The Christ Principle comes not from humanity because the offense is measured by the offended (divine nature). Human nature could only hope for a savior (dare we say Messiah) to leave the security of the divine nature to take up the mission to buy back Adam’s work to merit alienation from God. Philippians 2:5-12 is a wonderful passage to tell how it feels to be a follower of a loving God.
When God accepted you as an adopted son or daughter in Baptism, several things changed, things you may not have or even still do not notice.
You became a pilgrim in a foreign land (the world until you die) and must live out your life with the residue of sin as the context of your existence.
You were gifted with adoption as an adopted son or daughter of the Father, although you can’t see God because of the majesty of God’s nature.
You can see Christ, and Christ is our mediator with a divinity we can’t even begin to comprehend. What we can comprehend is how to love others as Christ loved us. That’s it.
This mission is why Jesus became human, to love us and teach us how to love others. We do that, not with human love, as noble as that is, but with the energy of the Holy Spirit. To receive that energy, we must be humble of heart and penitential in looking at all our failures to treat others with respect and love, as Christ would have. We must be penitential persons at the core of how we look at reality.
Your way of thinking must not be that of the world. (St. Benedict, Chapter 4, Rule)

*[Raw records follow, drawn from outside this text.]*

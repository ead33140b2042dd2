//! Order placement workflow.

use std::collections::HashMap;

use chrono::{DateTime, Utc};
use serde::{Deserialize, Serialize};

use cafekiosk_catalog::{Product, ProductNumber};
use cafekiosk_core::OrderId;
use cafekiosk_ordering::Order;
use cafekiosk_store::{OrderStore, ProductStore};

use crate::error::{ServiceError, ServiceResult};

/// Request: place an order for a list of product numbers.
///
/// The list is ordered and may repeat a number; each occurrence becomes its
/// own line item.
#[derive(Debug, Clone, PartialEq, Eq, Serialize, Deserialize)]
pub struct PlaceOrder {
    pub product_numbers: Vec<ProductNumber>,
    pub ordered_at: DateTime<Utc>,
}

/// Resolves requested product numbers against the catalog and persists the
/// resulting order.
#[derive(Debug)]
pub struct OrderPlacement<P, O> {
    products: P,
    orders: O,
}

impl<P, O> OrderPlacement<P, O>
where
    P: ProductStore,
    O: OrderStore,
{
    pub fn new(products: P, orders: O) -> Self {
        Self { products, orders }
    }

    /// Resolve, price, and persist one order.
    ///
    /// A requested number with no stored product rejects the whole order;
    /// nothing is persisted in that case.
    pub fn place(&self, request: PlaceOrder) -> ServiceResult<Order> {
        let resolved = self.resolve(&request.product_numbers)?;
        let order = Order::place(OrderId::new(), &resolved, request.ordered_at);

        self.orders.insert(order.clone())?;
        tracing::info!(
            order_id = %order.id_typed(),
            total_price = order.total_price(),
            line_items = order.line_items().len(),
            "order placed"
        );

        Ok(order)
    }

    /// Walk the requested list, duplicates included, through an index of the
    /// distinct lookup results — one resolved product per requested entry.
    fn resolve(&self, numbers: &[ProductNumber]) -> ServiceResult<Vec<Product>> {
        let found = self.products.find_by_numbers(numbers)?;
        let by_number: HashMap<&ProductNumber, &Product> =
            found.iter().map(|p| (p.number(), p)).collect();

        let mut resolved = Vec::with_capacity(numbers.len());
        for number in numbers {
            let product = by_number
                .get(number)
                .copied()
                .ok_or_else(|| ServiceError::UnknownProduct(number.clone()))?;
            resolved.push(product.clone());
        }
        Ok(resolved)
    }
}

Even though you ask forgiveness for your sins from God or through the Body of Christ (the Church), there is a consequence of all of your faults and failings, of your mortal and venial sins. The priest gives is a token or minimum way to ask for God’s mercy and forgiveness in the Sacrament of Reconciliation.
When you are Baptized, you receive a tattoo from God on your soul, the mark of how you must now view reality differently from the world. You must be a penitent person to continuously keep that sign from atrophying and drying up. This is done through good works, where you seek to be a penitential person in constant need of capacitas dei (He must increase, I must decrease).

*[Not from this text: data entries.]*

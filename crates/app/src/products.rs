//! Product registration workflow.

use serde::{Deserialize, Serialize};

use cafekiosk_catalog::{Product, ProductNumber, ProductType, SellingStatus};
use cafekiosk_store::ProductStore;

use crate::error::ServiceResult;

/// Request: register a new product. The product number is assigned by the
/// registrar, not the caller.
#[derive(Debug, Clone, PartialEq, Eq, Serialize, Deserialize)]
pub struct RegisterProduct {
    pub product_type: ProductType,
    pub selling_status: SellingStatus,
    pub name: String,
    pub price: u64,
}

/// Registers products, assigning sequential product numbers.
///
/// Numbering reads the numerically highest stored number and increments it
/// (single-writer assumption); the store's uniqueness check turns a
/// concurrent duplicate into a hard error rather than a corrupted catalog.
#[derive(Debug)]
pub struct ProductRegistrar<S> {
    store: S,
}

impl<S> ProductRegistrar<S>
where
    S: ProductStore,
{
    pub fn new(store: S) -> Self {
        Self { store }
    }

    /// Assign the next product number, persist the product, return it.
    pub fn register(&self, request: RegisterProduct) -> ServiceResult<Product> {
        let number = self.next_number()?;
        let product = Product::new(
            number,
            request.product_type,
            request.selling_status,
            request.name,
            request.price,
        )?;

        self.store.insert(product.clone())?;
        tracing::info!(
            number = %product.number(),
            name = product.name(),
            price = product.price(),
            "product registered"
        );

        Ok(product)
    }

    /// Products currently shown to customers (`Selling` or `Hold`).
    pub fn selling_products(&self) -> ServiceResult<Vec<Product>> {
        Ok(self
            .store
            .find_by_selling_status_in(&SellingStatus::for_display())?)
    }

    fn next_number(&self) -> ServiceResult<ProductNumber> {
        match self.store.latest_number()? {
            Some(latest) => Ok(latest.next()?),
            None => Ok(ProductNumber::first()),
        }
    }
}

Living each day as an adopted son or daughter carries with it not only responsibility to seek meaning from a source outside of yourself, but also do place yourself physically in a situation where you and Jesus can sit next to each other on a park bench in the middle of winter, and enjoy each other’s company.

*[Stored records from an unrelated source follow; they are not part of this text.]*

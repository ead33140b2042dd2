use core::str::FromStr;

use serde::{Deserialize, Serialize};

use cafekiosk_core::{DomainError, DomainResult, Entity, ValueObject};

/// Minimum display width of a product number ("001", "002", ...).
const NUMBER_WIDTH: usize = 3;

/// Sequential product number, zero-padded to at least three digits.
///
/// Numbers are assigned at registration time: the first product gets `"001"`
/// and each subsequent one increments the numerically highest existing
/// number. Past `"999"` the width simply grows (`"1000"`), so the sequence
/// never wraps. Equality is exact-string: a requested number must match the
/// stored number verbatim.
#[derive(Debug, Clone, PartialEq, Eq, Hash, Serialize, Deserialize)]
#[serde(transparent)]
pub struct ProductNumber(String);

impl ProductNumber {
    /// The number assigned when no products exist yet.
    pub fn first() -> Self {
        Self(format!("{:0width$}", 1, width = NUMBER_WIDTH))
    }

    /// The number following this one in the registration sequence.
    pub fn next(&self) -> DomainResult<Self> {
        let n = self.numeric()?;
        Ok(Self(format!("{:0width$}", n + 1, width = NUMBER_WIDTH)))
    }

    /// Numeric value of this number, for ordering.
    pub fn numeric(&self) -> DomainResult<u64> {
        self.0
            .parse::<u64>()
            .map_err(|e| DomainError::invalid_id(format!("product number '{}': {e}", self.0)))
    }

    pub fn as_str(&self) -> &str {
        &self.0
    }
}

impl ValueObject for ProductNumber {}

impl core::fmt::Display for ProductNumber {
    fn fmt(&self, f: &mut core::fmt::Formatter<'_>) -> core::fmt::Result {
        f.write_str(&self.0)
    }
}

impl FromStr for ProductNumber {
    type Err = DomainError;

    fn from_str(s: &str) -> Result<Self, Self::Err> {
        if s.is_empty() || !s.bytes().all(|b| b.is_ascii_digit()) {
            return Err(DomainError::invalid_id(format!(
                "product number '{s}' must be a non-empty decimal string"
            )));
        }
        Ok(Self(s.to_string()))
    }
}

/// Product category.
#[derive(Debug, Clone, Copy, PartialEq, Eq, Hash, Serialize, Deserialize)]
#[serde(rename_all = "lowercase")]
pub enum ProductType {
    Handmade,
    Bottle,
    Bakery,
}

/// Selling status lifecycle.
#[derive(Debug, Clone, Copy, PartialEq, Eq, Hash, Serialize, Deserialize)]
#[serde(rename_all = "snake_case")]
pub enum SellingStatus {
    Selling,
    Hold,
    StopSelling,
}

impl SellingStatus {
    /// Statuses shown to customers (orderable or temporarily held).
    pub fn for_display() -> [SellingStatus; 2] {
        [SellingStatus::Selling, SellingStatus::Hold]
    }

    pub fn is_displayed(&self) -> bool {
        Self::for_display().contains(self)
    }
}

/// A catalog product. Immutable after registration.
#[derive(Debug, Clone, PartialEq, Eq, Serialize, Deserialize)]
pub struct Product {
    number: ProductNumber,
    product_type: ProductType,
    selling_status: SellingStatus,
    name: String,
    /// Price in the smallest currency unit.
    price: u64,
}

impl Product {
    pub fn new(
        number: ProductNumber,
        product_type: ProductType,
        selling_status: SellingStatus,
        name: impl Into<String>,
        price: u64,
    ) -> DomainResult<Self> {
        let name = name.into();
        if name.trim().is_empty() {
            return Err(DomainError::validation("product name cannot be empty"));
        }

        Ok(Self {
            number,
            product_type,
            selling_status,
            name,
            price,
        })
    }

    pub fn number(&self) -> &ProductNumber {
        &self.number
    }

    pub fn product_type(&self) -> ProductType {
        self.product_type
    }

    pub fn selling_status(&self) -> SellingStatus {
        self.selling_status
    }

    pub fn name(&self) -> &str {
        &self.name
    }

    pub fn price(&self) -> u64 {
        self.price
    }
}

impl Entity for Product {
    type Id = ProductNumber;

    fn id(&self) -> &Self::Id {
        &self.number
    }
}
//! Order domain module.
//!
//! Business rules for orders: line-item capture and total pricing, as
//! deterministic domain logic (no IO, no HTTP, no storage).

pub mod order;

pub use order::{LineItem, Order, OrderStatus};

It takes energy to keep up your guard against the Evil One each day. This energy is like a force field that keeps the enemy at bay and gives you some protection. When we don’t pray or seek to be penitential, our guard, that force field, can become weakened, and we are in danger of being a victim for the Devil who wanders around seeking whom he may devour. God’s energy must be replaced by you, or your cup runs dry like all energy. I use Cistercian practices and charisms as a Lay Cistercian to place myself in the presence of Christ and “fill ‘er up” with the energy of the Holy Spirit.
A PENITENT LAY CISTERCIAN
The Benedictine, Carthusian, and Cistercian adaptations of the Rule of St. Benedict attempt to live a life of austerity and penance with simplicity, silence, and solitude at its core. Although it seems like a contradiction, as a Lay Cistercian, I try to do the same thing, albeit in a different context of the world in which I live.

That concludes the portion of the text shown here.